This project consist of Flair Prediction on reddit posts of r/india. (The term flair, used in some subreddits for 'categorizing' posts submitted by users). EDA has been performed on the subreddit data collected. PRAW: The Python Reddit API Wrapper is used for data collection of the following flairs:
"AskIndia", "Coronavirus", "Non-Political", "Scheduled", "Photography", "Science/Technology", "Politics", "Business/Finance", "Policy/Economy", "Sports", "Food", "AMA".
EDA:
- Most Popular Words (WordCloud)
- Posts with less than 10 votes (histogram)
- Most Popular Posts (BarPlot)
- Most Commented Posts (Barplot)
- No. of Comments vs Score (Regression Plots)
- Top 10 Authors
- Text Cleaning and Analysis
- Bag of Words on 2 Posts of same Flair
- XG Boost Classifier
- Feature Importance for Flair Prediction, etc.
Prediction Algorithm includes:
- Logistic Regression (sklearn: CountVectorizer -> TFIDF Transformer -> Logistic Regression)
- SVM (sklearn: CountVectorizer -> TFIDF Transformer -> SVM)
- Naive Bayes (sklearn: CountVectorizer -> TFIDF Transformer -> Naive Bayes) Code - IPYNB
- 1-D Convolution (Tensorflow/Keras: Word2Vec -> GloVE embeddings -> 1-D Convolution)
- LSTM (Tensorflow/Keras: Word2Vec -> GloVE embeddings -> LSTM)
- Bidirectional LSTM (Tensorflow/Keras: Word2Vec -> GloVE embeddings -> Bidirectional LSTM)
- Visit: http://13.234.217.64/
- Enter a reddit post from r/India Subreddit.
- Clone the repository: git clone https://github.com/ankurbhatia24/Reddit_EDA.git
- Edit the file test.txt with the subreddit(india) posts links in each line.
- Run the python file: python3 post_text_file.py
- Clone the repository: git clone https://github.com/ankurbhatia24/Reddit_EDA.git
- Create a virtual environment: virtualenv env
- Activate virtual environment: source env/bin/activate
- Install the requirements: pip3 install -r requirements.txt
- "Flair_csv" is the Database file: To collect your own data, execute the "Reddit Data Collection.ipynb". Change the reddit instance credentials accordingly.(Read https://towardsdatascience.com/scraping-reddit-with-praw-76efc1d1e1d9 to setup reddit app)
- After installation of the required libraries, you can test the code in the 'IPYNB'
directory.
In the 'Data_pre-procesing and Model Evaluation.ipynb', there are three models defined after the preprocessing of the Data.
- The Reddit data collected is cleaned and Preprocessed according to the models needs.
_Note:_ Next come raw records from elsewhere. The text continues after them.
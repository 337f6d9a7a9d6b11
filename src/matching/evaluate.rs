//! Hit evaluation - matches targets against extracted modifier lines.

use std::fmt;
use std::sync::Arc;

use serde::{Deserialize, Serialize};

use super::pattern::{CompiledMatcher, LineMatch, compile};
use crate::catalog::Modifier;
use crate::error::{Result, RollError};

/// A user-selected modifier with optional numeric acceptance bounds.
#[derive(Debug, Clone, PartialEq, Serialize, Deserialize)]
pub struct TargetSpec {
    pub modifier: Modifier,
    pub min: Option<f64>,
    pub max: Option<f64>,
}

impl TargetSpec {
    pub fn new(modifier: Modifier) -> Self {
        Self {
            modifier,
            min: None,
            max: None,
        }
    }

    pub fn with_min(mut self, min: f64) -> Self {
        self.min = Some(min);
        self
    }

    pub fn with_max(mut self, max: f64) -> Self {
        self.max = Some(max);
        self
    }

    pub fn clear_bounds(&mut self) {
        self.min = None;
        self.max = None;
    }

    /// Whether a captured value passes both bounds
    pub fn in_range(&self, value: f64) -> bool {
        if self.min.is_some_and(|min| value < min) {
            return false;
        }
        if self.max.is_some_and(|max| value > max) {
            return false;
        }
        true
    }
}

/// Aggregation rule deciding when enough targets matched.
#[derive(Debug, Clone, Copy, PartialEq, Eq)]
pub enum Rule {
    /// Every target must be satisfied
    All,
    /// At least `k` targets must be satisfied
    AtLeast(usize),
}

impl Rule {
    /// Reject a `k` outside `[1, target_count]`.
    pub fn validate(&self, target_count: usize) -> Result<()> {
        match *self {
            Rule::All => Ok(()),
            Rule::AtLeast(k) if k >= 1 && k <= target_count => Ok(()),
            Rule::AtLeast(k) => Err(RollError::Config(format!(
                "k must lie in [1, {}], got {}",
                target_count, k
            ))),
        }
    }

    fn is_hit(&self, satisfied: usize, total: usize) -> bool {
        match *self {
            Rule::All => total > 0 && satisfied == total,
            Rule::AtLeast(k) => satisfied >= k,
        }
    }
}

impl fmt::Display for Rule {
    fn fmt(&self, f: &mut fmt::Formatter<'_>) -> fmt::Result {
        match self {
            Rule::All => write!(f, "all"),
            Rule::AtLeast(k) => write!(f, "at least {}", k),
        }
    }
}

/// One satisfied target.
#[derive(Debug, Clone, PartialEq)]
pub struct HitOutcome {
    pub target_index: usize,
    pub matched_value: Option<f64>,
    pub description: String,
}

impl HitOutcome {
    /// `description (value)` for numeric matches, the bare description otherwise
    pub fn detail(&self) -> String {
        match self.matched_value {
            Some(value) => format!("{} ({:?})", self.description, value),
            None => self.description.clone(),
        }
    }
}

/// Result of evaluating one snapshot.
#[derive(Debug, Clone, PartialEq)]
pub struct Evaluation {
    pub hit: bool,
    pub satisfied: usize,
    pub outcomes: Vec<HitOutcome>,
}

impl Evaluation {
    pub fn details(&self) -> Vec<String> {
        self.outcomes.iter().map(HitOutcome::detail).collect()
    }
}

/// Evaluator with matchers compiled once per target for the life of a run.
#[derive(Debug, Clone)]
pub struct Evaluator {
    targets: Arc<[TargetSpec]>,
    compiled: Vec<Vec<CompiledMatcher>>,
    rule: Rule,
}

impl Evaluator {
    /// Compile every target's matchers. Fails if the rule is invalid for the target count.
    pub fn new(targets: Arc<[TargetSpec]>, rule: Rule) -> Result<Self> {
        rule.validate(targets.len())?;
        let compiled = targets.iter().map(compile_target).collect();
        Ok(Self {
            targets,
            compiled,
            rule,
        })
    }

    pub fn rule(&self) -> Rule {
        self.rule
    }

    pub fn targets(&self) -> &[TargetSpec] {
        &self.targets
    }

    /// Evaluate extracted lines against every target, in target order.
    pub fn evaluate<S: AsRef<str>>(&self, lines: &[S]) -> Evaluation {
        let outcomes: Vec<HitOutcome> = self
            .targets
            .iter()
            .zip(&self.compiled)
            .enumerate()
            .filter_map(|(index, (target, matchers))| check_target(index, target, matchers, lines))
            .collect();

        let satisfied = outcomes.len();
        Evaluation {
            hit: self.rule.is_hit(satisfied, self.targets.len()),
            satisfied,
            outcomes,
        }
    }
}

/// One-shot evaluation compiling matchers on the fly.
pub fn evaluate<S: AsRef<str>>(lines: &[S], targets: &[TargetSpec], rule: Rule) -> Result<Evaluation> {
    let evaluator = Evaluator::new(Arc::from(targets), rule)?;
    Ok(evaluator.evaluate(lines))
}

fn compile_target(target: &TargetSpec) -> Vec<CompiledMatcher> {
    target
        .modifier
        .matchers
        .iter()
        .map(|m| compile(&m.string))
        .collect()
}

fn check_target<S: AsRef<str>>(
    index: usize,
    target: &TargetSpec,
    matchers: &[CompiledMatcher],
    lines: &[S],
) -> Option<HitOutcome> {
    for matcher in matchers {
        // The first matching line decides this matcher.
        let Some(found) = lines.iter().find_map(|line| matcher.match_line(line.as_ref())) else {
            continue;
        };

        let accepted = match found {
            LineMatch::Literal => true,
            LineMatch::Value(value) => target.in_range(value),
        };
        if accepted {
            return Some(HitOutcome {
                target_index: index,
                matched_value: found.value(),
                description: target.modifier.description().to_string(),
            });
        }
    }
    None
}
The text is cleaned for any punctuations, emojis, special characters, STOPWORDS(A stop word is a commonly used word (such as “the”, “a”, “an”, “in”)), etc.2 - The raw text is tokenized (each word/token is assigned a number according to a dictionary) and converted from word to vector using GloVe embeddings (300d).
- The Flairs (flairs = ["AskIndia", "Coronavirus", "Non-Political", "Scheduled", "Photography", "Science/Technology", "Politics", "Business/Finance", "Policy/Economy", "Sports", "Food", "AMA"]) to be predicted are converted to One-Hot encodings.
- Finally the data is splitted into Training and Testing.